Melrose knew his days in Tampa Bay were numbered

Former Tampa Bay Lightning head coach Barry Melrose said he saw his firing coming before he was informed of the decision.

Former Tampa Bay Lightning head coach Barry Melrose said he saw his firing coming before he was informed of the decision.

Melrose was fired by general manager Brian Lawton just 16 games into his second stint as an NHL coach on Friday afternoon.  Assistant Rick Tocchet was named interim coach.

"When people are staying away from you, and you see people talking together that don't usually talk [then you know]," Melrose told Hockey Night In Canada. "I've been around a long time and have been through this before so I wasn't caught by surprise by this."

Tampa Bay is 5-7-4 and started the season with five straight one-goal losses, but appeared to be turning a corner.

This week, however, the team has lost three games.

"We just played six games in nine nights so I gave the guys the morning off and we were going to practise on Saturday," he said.

"I was at the rink [Friday] morning by myself looking at tape and then at 3:30, I got a call from Brian Lawton to go into the office. He wanted to talk to me so I pretty well figured out that's what it was about. If it was a hockey thing he would've talked to me in the morning, so obviously he waited and called me in and fired me.
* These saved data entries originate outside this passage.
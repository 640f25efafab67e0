use crate::cli::output;
use crate::cli::registry::{CommandEntry, CommandRegistry};
use crate::cli::table::{Table, TableColumn};

pub fn overview(registry: &CommandRegistry) -> String {
    let mut table = Table::new(vec![
        TableColumn::left("Command"),
        TableColumn::left("Description"),
    ]);
    for entry in registry.entries() {
        table.add_row([entry.name, entry.description]);
    }
    table.render()
}

pub fn print_overview(registry: &CommandRegistry) {
    output::section("Available commands");
    output::block(&overview(registry));
    output::hint("Use `help <command>` for details.");
}

pub fn print_command(entry: &CommandEntry) {
    output::section(format!("Help: {}", entry.name));
    output::block(&format!(
        "  {}\n  usage: {}",
        entry.description, entry.usage
    ));
}

/// Closest registered name within an edit distance of three.
pub fn suggest(registry: &CommandRegistry, input: &str) -> Option<&'static str> {
    let needle = input.to_ascii_lowercase();
    registry
        .names()
        .map(|name| (strsim::levenshtein(name, &needle), name))
        .filter(|(distance, _)| *distance <= 3)
        .min_by_key(|(distance, _)| *distance)
        .map(|(_, name)| name)
}

#[cfg(test)]
mod tests {
    use super::*;
    use crate::cli::commands::register_all;

    fn registry() -> CommandRegistry {
        let mut registry = CommandRegistry::new();
        register_all(&mut registry);
        registry
    }

    #[test]
    fn typos_suggest_the_nearest_command() {
        let registry = registry();
        assert_eq!(suggest(&registry, "chek"), Some("check"));
        assert_eq!(suggest(&registry, "GOALZ"), Some("goals"));
        assert_eq!(suggest(&registry, "zzzzzzzz"), None);
    }

    #[test]
    fn overview_lists_commands_in_registration_order() {
        let text = overview(&registry());
        let new_goal = text.find("new-goal").unwrap();
        let exit = text.find("exit").unwrap();
        assert!(new_goal < exit);
        assert!(text.contains("Show or change defaults for new goals"));
    }
}
use std::{
    fs::{self, File},
    io::Write,
    path::{Path, PathBuf},
};

use chrono::Utc;

use crate::errors::Result;

const TMP_SUFFIX: &str = "tmp";
const BACKUP_TIMESTAMP_FORMAT: &str = "%Y%m%d_%H%M%S";

/// Sibling path a document is staged to before it replaces `path`.
pub fn tmp_path(path: &Path) -> PathBuf {
    let mut tmp = path.to_path_buf();
    let ext = match path.extension().and_then(|ext| ext.to_str()) {
        Some(existing) => format!("{existing}.{TMP_SUFFIX}"),
        None => TMP_SUFFIX.to_string(),
    };
    tmp.set_extension(ext);
    tmp
}

/// Replaces `path` with `data` by writing a temporary file and renaming it.
///
/// Readers observe either the previous document or the new one, never a mix.
pub fn write_atomic(path: &Path, data: &str) -> Result<()> {
    if let Some(parent) = path.parent() {
        fs::create_dir_all(parent)?;
    }
    let tmp = tmp_path(path);
    let mut file = File::create(&tmp)?;
    file.write_all(data.as_bytes())?;
    file.sync_all()?;
    drop(file);
    fs::rename(&tmp, path)?;
    Ok(())
}

/// Lowercase, dash-separated label safe to embed in a backup file name.
pub fn sanitize_note(note: Option<&str>) -> Option<String> {
    let raw = note?.trim();
    let mut sanitized = String::new();
    let mut last_dash = false;
    for ch in raw.chars() {
        if ch.is_ascii_alphanumeric() {
            sanitized.push(ch.to_ascii_lowercase());
            last_dash = false;
        } else if !sanitized.is_empty() && !last_dash {
            sanitized.push('-');
            last_dash = true;
        }
    }
    let trimmed = sanitized.trim_matches('-');
    (!trimmed.is_empty()).then(|| trimmed.to_string())
}

/// Fresh `<prefix>_<YYYYMMDD_HHMMSS><millis>[_note].<extension>` path in `dir`.
///
/// Names taken within the same millisecond get an `_NN` suffix numbered past
/// the highest one already on disk, so newer snapshots always sort after older ones.
pub fn next_backup_path(
    dir: &Path,
    prefix: &str,
    note: Option<&str>,
    extension: &str,
) -> PathBuf {
    let now = Utc::now();
    let mut stem = format!(
        "{prefix}_{}{:03}",
        now.format(BACKUP_TIMESTAMP_FORMAT),
        now.timestamp_subsec_millis()
    );
    if let Some(label) = sanitize_note(note) {
        stem.push('_');
        stem.push_str(&label);
    }
    match highest_suffix(dir, &stem, extension) {
        None => dir.join(format!("{stem}.{extension}")),
        Some(last) => dir.join(format!("{stem}_{:02}.{extension}", last + 1)),
    }
}

/// `Some(0)` for a bare `<stem>.<ext>`, `Some(n)` for the highest `<stem>_NN.<ext>`.
fn highest_suffix(dir: &Path, stem: &str, extension: &str) -> Option<u32> {
    let entries = fs::read_dir(dir).ok()?;
    let dotted = format!(".{extension}");
    entries
        .filter_map(|entry| entry.ok()?.file_name().into_string().ok())
        .filter_map(|name| {
            let rest = name.strip_prefix(stem)?.strip_suffix(dotted.as_str())?;
            if rest.is_empty() {
                return Some(0);
            }
            let digits = rest.strip_prefix('_')?;
            if digits.is_empty() || !digits.bytes().all(|b| b.is_ascii_digit()) {
                return None;
            }
            digits.parse().ok()
        })
        .max()
}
"I'm not a guy who does a lot of talking so when Brian started the 'We're going to go in a different direction stuff,' I got up and said, 'Brian, don't worry about it.' I dropped my phone off, went to the dressing room and got my stuff."

Melrose believes some disgruntled players who were wary of his no-nonsense approach went to ownership and complained about his coaching style.

Melrose also criticized the club's skaters for not supporting goaltender Olaf Kolzig offensively in his return to Washington, where he played for more than 15 years. The Lightning scored just twice in the Monday loss.

"I think the players didn't want to play for me," he said." You don't have to be Kreskin to figure that out. I demand players play hard and play with passion and courage. If you don't do that, I let you know. I'm not a guy that sings Kumbaya around the fire. I let you know if I'm not happy with you.

"Obviously, a lot of guys didn't like to be accountable with this team and they went to owners Len [Barrie] and Oren [Koules] and said 'would you get rid of him.' I don't think there's any secret about that."

The club followed Monday's 4-2 loss in Washington with a 4-0 defeat to Florida, and a 4-3 setback to Detroit, which was the final straw for management.

Star Vincent Lecavalier has just 11 points in 16 games, while No. 1 pick Steven Stamkos has often received limited minutes early in his career. Stamkos has two goals and two assists.

Tampa Bay has scored 34 goals, last in the NHL.

Melrose reduced Lecavalier's ice time from 23 a game minutes last season to 19 ½ this year. But it's his handling of Stamkos that's drawn the most criticism from fans and media members. Stamkos has struggled to find his game through the first 16 games in part because he's only averaging 12 minutes of ice time.

"The funny part about that is ownership, when they hired me, said 'Barry, there's no way Lecavalier can play as much as he did last year,'" said Melrose, who coached the Los Angeles Kings to the Stanley Cup final in 1993.

"Tampa Bay was the worst team in the third period last season and they didn't have enough left to compete in the third period and I agreed with them. So Lecavlier's numbers are down because he wasn't killing penalties."

Melrose said team owners wanted him to give Stamkos more playing time.

"I can't give a guy ice time just because he's the No. 1 pick. I'm not like that. You have to earn ice time. The only power a coach has to motivate a player is control their ice time. And if you're giving it out just because the owners tell you to because the guy was picked No. 1, you're going to be fired whether it's 16 games or 30 games.

Despite his brief stay in Tampa Bay, Melrose doesn't regret not changing his style to appease certain players.

"I was Frank Sinatra ... I did it my way," he said. "I didn't kowtow to anybody and I didn't sell my soul to the devil. I did everything the way I think it should be done. It didn't work, but I can live with that."